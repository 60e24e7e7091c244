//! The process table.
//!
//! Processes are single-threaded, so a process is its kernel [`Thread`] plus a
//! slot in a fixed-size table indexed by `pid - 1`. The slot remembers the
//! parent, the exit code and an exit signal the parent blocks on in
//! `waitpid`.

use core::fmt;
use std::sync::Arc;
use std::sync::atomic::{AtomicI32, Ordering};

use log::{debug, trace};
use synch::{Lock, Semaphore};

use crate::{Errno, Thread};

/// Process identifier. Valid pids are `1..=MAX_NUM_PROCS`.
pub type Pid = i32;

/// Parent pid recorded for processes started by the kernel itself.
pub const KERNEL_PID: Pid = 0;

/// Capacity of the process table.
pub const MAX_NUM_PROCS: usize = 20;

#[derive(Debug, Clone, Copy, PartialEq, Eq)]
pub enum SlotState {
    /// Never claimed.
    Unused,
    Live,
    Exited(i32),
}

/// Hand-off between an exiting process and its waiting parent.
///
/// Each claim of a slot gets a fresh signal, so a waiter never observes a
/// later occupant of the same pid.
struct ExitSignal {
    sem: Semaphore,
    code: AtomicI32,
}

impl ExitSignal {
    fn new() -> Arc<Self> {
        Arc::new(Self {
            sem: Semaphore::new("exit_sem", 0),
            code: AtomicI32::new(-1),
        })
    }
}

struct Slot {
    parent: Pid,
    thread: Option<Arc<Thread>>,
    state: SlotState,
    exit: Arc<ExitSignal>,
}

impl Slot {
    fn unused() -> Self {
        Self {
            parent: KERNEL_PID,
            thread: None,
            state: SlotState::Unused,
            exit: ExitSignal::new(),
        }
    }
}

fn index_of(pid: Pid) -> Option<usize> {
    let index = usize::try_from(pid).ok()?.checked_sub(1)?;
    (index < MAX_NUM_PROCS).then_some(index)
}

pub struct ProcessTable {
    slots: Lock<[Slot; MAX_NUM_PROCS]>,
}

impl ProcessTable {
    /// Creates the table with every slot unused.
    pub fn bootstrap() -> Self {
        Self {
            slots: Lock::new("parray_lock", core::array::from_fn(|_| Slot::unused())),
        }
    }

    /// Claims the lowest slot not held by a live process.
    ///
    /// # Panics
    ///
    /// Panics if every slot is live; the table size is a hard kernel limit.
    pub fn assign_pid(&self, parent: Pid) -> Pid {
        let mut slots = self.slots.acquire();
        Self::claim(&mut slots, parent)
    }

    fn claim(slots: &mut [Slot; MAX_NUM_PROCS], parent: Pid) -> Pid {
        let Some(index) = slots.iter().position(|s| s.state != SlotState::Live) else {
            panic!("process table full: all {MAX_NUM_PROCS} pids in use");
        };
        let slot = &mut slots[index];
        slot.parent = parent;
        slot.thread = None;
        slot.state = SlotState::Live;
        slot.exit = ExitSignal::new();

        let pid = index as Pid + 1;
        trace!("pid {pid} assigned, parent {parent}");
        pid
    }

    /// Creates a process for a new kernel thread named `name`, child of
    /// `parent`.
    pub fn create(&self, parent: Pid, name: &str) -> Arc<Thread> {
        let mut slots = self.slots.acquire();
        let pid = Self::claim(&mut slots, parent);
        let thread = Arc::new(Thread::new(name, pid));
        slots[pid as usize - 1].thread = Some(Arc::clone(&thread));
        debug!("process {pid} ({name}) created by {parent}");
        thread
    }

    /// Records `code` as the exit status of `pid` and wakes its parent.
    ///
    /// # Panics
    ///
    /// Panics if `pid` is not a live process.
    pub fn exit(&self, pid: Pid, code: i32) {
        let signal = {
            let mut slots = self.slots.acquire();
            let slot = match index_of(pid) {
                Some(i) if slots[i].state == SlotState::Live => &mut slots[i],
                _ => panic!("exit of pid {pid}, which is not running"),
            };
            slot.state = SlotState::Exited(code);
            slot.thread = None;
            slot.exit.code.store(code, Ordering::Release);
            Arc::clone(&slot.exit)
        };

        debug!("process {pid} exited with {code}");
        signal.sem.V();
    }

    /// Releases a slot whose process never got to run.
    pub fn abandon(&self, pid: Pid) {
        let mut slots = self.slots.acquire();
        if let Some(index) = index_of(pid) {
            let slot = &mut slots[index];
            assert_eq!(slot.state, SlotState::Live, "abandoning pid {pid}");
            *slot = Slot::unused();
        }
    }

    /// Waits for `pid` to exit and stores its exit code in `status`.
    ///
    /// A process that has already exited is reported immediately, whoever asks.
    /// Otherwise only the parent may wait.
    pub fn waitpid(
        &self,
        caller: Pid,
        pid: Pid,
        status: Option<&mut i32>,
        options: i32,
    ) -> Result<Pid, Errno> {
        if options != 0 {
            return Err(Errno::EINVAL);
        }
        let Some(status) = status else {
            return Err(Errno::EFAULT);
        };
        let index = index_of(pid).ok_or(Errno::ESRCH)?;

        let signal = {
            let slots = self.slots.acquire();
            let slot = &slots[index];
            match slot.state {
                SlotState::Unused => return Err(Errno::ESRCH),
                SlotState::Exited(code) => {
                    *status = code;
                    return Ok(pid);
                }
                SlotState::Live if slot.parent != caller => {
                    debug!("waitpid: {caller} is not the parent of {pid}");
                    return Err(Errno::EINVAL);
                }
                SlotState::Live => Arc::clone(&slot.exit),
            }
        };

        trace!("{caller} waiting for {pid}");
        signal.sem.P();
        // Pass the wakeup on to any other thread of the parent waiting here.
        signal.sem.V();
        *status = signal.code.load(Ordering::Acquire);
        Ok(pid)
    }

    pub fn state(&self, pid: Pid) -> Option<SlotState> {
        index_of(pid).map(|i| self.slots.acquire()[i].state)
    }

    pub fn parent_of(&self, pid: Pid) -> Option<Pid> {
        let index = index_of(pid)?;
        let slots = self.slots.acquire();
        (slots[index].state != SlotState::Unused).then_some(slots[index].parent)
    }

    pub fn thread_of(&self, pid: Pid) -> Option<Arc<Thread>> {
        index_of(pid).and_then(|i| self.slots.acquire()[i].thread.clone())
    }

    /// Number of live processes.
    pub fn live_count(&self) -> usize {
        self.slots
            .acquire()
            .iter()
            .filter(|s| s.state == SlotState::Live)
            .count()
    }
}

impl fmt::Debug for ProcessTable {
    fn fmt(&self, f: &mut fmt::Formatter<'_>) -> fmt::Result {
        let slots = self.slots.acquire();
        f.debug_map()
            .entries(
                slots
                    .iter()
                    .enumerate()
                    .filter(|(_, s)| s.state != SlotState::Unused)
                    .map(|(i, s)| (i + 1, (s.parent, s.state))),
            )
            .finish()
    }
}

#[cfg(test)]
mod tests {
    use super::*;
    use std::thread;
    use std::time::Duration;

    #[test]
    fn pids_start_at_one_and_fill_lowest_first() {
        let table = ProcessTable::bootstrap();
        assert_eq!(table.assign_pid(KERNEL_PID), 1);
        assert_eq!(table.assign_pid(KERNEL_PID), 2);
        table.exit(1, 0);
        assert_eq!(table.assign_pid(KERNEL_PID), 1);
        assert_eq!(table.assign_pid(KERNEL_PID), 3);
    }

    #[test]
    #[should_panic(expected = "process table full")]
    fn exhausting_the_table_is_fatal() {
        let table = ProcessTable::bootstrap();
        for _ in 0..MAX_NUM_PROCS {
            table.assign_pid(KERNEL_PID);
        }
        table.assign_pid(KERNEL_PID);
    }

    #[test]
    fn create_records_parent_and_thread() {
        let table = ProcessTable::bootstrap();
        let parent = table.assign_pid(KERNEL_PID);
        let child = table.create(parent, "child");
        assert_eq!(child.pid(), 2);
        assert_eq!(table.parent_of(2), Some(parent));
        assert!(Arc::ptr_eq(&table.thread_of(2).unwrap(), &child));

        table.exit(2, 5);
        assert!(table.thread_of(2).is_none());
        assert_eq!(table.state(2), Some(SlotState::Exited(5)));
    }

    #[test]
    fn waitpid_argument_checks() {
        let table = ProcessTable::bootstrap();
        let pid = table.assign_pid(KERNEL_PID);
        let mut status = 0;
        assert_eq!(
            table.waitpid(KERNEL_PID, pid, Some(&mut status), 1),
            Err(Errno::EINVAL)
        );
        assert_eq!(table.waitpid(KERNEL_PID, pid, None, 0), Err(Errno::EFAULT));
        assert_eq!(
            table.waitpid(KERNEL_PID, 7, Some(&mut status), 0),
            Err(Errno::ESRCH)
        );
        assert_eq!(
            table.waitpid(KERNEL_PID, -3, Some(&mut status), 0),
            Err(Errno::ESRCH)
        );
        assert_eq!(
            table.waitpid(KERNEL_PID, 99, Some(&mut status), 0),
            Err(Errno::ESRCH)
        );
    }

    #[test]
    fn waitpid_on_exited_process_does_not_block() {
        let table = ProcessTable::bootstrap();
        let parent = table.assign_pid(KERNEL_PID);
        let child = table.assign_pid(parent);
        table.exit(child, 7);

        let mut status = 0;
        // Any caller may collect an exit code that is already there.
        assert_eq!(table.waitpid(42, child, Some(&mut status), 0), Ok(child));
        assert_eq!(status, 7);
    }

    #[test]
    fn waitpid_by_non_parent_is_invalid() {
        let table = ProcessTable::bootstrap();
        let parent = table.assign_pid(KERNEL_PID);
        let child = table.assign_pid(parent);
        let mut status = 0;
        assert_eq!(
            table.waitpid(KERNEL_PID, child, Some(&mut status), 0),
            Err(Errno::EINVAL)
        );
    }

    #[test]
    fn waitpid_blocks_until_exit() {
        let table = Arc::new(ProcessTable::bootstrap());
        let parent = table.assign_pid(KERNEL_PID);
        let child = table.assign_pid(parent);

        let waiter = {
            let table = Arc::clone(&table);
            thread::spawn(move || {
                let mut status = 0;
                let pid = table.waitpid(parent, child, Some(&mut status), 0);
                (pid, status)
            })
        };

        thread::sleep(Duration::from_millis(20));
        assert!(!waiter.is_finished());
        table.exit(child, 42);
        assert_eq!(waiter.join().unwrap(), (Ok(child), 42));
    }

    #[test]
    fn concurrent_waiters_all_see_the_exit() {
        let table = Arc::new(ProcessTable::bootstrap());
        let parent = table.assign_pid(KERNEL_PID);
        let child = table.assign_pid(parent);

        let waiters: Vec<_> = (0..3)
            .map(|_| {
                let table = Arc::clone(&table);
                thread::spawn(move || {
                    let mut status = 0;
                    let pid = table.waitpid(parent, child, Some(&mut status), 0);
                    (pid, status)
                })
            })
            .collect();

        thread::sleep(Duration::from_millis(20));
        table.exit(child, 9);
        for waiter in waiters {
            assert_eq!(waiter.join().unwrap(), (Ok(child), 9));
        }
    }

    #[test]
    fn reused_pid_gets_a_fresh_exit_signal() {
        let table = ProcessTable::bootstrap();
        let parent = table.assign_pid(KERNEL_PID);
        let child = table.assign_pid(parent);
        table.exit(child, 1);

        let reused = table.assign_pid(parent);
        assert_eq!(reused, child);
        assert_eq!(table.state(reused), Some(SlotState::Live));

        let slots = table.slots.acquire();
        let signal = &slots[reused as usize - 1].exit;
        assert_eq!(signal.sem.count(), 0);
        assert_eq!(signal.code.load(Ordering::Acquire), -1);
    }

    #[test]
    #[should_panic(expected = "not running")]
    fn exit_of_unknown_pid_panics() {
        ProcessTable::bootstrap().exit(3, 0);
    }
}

■ ■ ■ ■ ■ ■ ■

Work to be completed: If a line in the records contains the string "running", copy it out.

Result for this task:
                _ => panic!("exit of pid {pid}, which is not running"),
    #[should_panic(expected = "not running")]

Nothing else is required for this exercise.